## Problem details
Tally up the lines below with "gosmore" in them. Answer with the number only.

## Data
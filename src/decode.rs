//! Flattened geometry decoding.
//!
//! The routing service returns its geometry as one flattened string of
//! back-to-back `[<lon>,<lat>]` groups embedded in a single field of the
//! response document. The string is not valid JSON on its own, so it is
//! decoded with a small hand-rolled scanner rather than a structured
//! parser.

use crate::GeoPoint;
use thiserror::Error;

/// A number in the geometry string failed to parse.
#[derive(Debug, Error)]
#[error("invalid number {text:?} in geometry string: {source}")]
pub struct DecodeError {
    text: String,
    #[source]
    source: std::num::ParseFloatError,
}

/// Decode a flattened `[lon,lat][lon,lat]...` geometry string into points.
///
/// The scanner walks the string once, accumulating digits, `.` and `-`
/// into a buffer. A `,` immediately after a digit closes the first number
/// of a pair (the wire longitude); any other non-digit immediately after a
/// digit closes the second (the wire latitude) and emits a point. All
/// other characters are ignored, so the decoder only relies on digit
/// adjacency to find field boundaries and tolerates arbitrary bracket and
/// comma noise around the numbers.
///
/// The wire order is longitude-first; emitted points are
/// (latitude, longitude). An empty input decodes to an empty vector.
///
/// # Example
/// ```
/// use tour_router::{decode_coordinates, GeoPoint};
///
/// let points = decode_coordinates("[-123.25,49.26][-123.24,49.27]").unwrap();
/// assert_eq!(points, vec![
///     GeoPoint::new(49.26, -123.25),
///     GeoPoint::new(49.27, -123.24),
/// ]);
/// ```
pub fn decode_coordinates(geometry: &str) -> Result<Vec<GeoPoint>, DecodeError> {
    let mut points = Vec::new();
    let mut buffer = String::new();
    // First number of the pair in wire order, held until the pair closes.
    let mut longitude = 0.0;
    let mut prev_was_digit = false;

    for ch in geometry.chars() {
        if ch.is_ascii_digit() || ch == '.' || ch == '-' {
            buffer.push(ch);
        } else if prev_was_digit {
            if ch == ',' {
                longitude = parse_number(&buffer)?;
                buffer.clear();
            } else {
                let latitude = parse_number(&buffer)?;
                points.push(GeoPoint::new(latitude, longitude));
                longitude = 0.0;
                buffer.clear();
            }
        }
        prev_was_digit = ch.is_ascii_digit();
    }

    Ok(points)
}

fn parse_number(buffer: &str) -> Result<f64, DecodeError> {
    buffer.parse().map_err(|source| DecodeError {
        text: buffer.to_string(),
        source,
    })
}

---

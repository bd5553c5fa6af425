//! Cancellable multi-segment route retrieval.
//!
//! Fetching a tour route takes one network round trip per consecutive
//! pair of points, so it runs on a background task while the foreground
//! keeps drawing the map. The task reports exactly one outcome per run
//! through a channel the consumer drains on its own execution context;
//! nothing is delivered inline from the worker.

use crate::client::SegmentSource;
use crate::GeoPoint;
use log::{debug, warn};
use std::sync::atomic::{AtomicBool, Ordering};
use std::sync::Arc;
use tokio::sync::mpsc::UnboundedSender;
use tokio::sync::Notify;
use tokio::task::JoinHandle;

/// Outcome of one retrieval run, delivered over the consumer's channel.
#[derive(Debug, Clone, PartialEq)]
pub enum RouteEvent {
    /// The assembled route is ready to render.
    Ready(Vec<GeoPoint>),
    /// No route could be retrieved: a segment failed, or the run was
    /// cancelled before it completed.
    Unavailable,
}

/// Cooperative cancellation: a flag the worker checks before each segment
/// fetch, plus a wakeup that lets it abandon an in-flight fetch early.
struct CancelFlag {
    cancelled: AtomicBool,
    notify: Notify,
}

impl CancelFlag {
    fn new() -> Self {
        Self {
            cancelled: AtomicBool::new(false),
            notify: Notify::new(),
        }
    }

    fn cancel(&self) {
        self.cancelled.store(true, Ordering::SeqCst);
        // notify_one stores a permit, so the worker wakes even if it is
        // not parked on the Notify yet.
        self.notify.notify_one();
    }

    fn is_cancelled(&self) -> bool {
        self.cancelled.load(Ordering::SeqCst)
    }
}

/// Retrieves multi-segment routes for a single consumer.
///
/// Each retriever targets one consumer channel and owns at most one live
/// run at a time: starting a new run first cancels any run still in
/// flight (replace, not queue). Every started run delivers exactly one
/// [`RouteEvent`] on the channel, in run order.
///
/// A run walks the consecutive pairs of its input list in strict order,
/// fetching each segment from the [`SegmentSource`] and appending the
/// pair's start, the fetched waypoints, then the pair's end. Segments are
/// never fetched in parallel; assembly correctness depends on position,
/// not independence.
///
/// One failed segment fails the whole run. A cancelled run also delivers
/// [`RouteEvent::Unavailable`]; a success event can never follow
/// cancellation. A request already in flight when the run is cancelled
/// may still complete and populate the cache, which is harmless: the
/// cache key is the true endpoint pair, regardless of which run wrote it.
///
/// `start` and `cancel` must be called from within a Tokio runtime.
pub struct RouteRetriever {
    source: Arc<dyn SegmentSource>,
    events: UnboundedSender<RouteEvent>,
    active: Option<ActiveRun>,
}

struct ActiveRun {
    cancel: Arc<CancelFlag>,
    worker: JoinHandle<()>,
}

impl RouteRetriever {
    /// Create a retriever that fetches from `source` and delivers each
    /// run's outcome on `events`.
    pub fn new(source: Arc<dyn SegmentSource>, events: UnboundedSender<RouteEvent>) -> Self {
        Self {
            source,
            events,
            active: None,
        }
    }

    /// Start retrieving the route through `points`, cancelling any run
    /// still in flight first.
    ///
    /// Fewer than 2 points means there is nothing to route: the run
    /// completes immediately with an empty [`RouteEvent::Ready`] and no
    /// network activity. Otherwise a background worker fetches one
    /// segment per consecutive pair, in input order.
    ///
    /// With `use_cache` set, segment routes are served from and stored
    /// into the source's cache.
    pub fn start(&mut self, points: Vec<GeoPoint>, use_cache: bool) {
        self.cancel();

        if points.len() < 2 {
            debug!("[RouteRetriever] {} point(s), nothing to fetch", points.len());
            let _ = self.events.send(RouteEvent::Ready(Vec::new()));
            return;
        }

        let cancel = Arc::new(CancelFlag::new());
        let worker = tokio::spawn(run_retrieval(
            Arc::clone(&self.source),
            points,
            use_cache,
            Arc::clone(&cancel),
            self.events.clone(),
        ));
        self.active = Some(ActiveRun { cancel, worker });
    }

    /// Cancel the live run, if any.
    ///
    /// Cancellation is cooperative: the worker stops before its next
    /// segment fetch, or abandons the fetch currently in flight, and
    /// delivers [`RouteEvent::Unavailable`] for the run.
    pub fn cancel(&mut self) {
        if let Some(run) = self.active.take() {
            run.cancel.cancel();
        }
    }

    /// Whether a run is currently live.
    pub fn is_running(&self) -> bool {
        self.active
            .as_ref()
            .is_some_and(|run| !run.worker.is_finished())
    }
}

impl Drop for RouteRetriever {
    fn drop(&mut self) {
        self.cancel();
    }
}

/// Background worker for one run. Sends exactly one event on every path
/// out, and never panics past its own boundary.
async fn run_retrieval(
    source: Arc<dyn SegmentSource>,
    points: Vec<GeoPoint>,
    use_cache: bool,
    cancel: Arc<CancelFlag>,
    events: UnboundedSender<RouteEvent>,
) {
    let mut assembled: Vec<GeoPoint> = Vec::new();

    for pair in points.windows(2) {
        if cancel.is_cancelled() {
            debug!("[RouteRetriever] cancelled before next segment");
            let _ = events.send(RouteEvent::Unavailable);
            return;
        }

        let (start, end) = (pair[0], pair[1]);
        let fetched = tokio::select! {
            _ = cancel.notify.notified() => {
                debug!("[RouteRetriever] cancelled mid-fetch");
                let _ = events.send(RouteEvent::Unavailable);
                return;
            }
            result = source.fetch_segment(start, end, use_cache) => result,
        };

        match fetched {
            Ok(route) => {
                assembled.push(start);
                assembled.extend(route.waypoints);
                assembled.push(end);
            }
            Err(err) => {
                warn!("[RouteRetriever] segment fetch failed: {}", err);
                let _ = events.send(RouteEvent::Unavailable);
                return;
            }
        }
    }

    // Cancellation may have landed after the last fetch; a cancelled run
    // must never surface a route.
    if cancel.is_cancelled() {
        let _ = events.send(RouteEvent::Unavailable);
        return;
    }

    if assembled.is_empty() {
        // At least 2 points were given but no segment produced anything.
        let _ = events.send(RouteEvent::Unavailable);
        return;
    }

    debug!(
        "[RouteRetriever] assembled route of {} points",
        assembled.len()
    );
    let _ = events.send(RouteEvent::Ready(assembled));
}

* * *

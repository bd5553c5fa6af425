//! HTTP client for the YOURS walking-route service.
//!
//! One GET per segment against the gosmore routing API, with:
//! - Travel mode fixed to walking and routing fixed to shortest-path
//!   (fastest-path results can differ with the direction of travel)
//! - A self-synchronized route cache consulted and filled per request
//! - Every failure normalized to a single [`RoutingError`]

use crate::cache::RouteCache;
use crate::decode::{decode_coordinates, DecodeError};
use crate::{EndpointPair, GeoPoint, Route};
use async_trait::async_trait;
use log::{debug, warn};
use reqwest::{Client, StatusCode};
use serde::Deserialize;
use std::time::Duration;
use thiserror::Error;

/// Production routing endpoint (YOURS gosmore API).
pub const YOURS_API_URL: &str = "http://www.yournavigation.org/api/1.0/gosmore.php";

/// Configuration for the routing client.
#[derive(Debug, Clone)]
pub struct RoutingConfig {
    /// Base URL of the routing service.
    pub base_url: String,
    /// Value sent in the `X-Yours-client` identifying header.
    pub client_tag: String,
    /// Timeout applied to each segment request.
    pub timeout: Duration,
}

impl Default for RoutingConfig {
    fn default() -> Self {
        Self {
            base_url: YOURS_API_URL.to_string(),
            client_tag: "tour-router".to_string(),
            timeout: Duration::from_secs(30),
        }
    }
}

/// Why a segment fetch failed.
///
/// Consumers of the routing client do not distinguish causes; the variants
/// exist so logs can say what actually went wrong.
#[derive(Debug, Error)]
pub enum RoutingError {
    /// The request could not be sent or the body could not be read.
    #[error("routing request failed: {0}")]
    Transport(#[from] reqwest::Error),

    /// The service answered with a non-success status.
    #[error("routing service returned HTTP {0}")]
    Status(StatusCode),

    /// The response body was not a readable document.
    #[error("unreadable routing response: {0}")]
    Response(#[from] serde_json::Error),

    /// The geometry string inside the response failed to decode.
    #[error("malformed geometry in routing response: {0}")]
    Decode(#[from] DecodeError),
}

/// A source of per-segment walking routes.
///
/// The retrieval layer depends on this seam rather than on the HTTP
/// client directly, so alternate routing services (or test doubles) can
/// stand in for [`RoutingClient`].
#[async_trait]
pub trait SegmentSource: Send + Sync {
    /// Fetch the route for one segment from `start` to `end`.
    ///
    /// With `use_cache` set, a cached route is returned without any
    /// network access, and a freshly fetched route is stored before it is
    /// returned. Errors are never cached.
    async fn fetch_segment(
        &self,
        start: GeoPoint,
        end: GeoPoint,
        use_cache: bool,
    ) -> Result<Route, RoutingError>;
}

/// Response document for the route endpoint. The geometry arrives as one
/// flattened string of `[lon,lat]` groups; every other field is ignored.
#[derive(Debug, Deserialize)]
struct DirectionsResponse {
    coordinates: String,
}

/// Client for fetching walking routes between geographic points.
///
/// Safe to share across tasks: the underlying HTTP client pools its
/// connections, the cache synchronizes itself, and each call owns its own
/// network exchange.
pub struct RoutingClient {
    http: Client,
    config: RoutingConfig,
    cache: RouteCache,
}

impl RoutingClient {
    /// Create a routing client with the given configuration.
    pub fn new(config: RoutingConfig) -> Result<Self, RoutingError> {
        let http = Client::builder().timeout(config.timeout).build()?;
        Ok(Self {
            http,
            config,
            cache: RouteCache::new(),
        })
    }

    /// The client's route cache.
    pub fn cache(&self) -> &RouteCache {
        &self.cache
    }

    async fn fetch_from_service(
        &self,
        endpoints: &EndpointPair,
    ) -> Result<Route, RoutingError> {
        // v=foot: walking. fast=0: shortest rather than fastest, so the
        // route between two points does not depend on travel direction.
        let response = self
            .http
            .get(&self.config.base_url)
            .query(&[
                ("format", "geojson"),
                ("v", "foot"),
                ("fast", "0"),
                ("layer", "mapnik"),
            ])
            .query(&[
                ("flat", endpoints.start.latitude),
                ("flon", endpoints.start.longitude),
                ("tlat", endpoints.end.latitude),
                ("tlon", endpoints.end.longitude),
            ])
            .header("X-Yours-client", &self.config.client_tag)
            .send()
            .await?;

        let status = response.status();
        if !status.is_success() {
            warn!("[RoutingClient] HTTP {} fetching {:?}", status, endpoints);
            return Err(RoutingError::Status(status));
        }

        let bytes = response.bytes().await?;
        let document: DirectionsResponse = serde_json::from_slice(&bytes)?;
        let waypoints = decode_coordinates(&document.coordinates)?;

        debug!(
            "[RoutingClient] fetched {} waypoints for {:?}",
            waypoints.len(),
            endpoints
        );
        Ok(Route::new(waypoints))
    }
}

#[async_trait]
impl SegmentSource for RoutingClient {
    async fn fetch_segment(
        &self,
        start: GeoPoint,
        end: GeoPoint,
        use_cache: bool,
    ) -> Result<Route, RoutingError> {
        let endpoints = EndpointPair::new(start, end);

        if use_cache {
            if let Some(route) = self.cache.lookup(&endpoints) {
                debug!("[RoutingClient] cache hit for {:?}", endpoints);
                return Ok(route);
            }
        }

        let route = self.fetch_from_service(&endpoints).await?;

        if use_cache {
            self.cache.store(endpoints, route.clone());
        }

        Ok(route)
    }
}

## Expected answer
3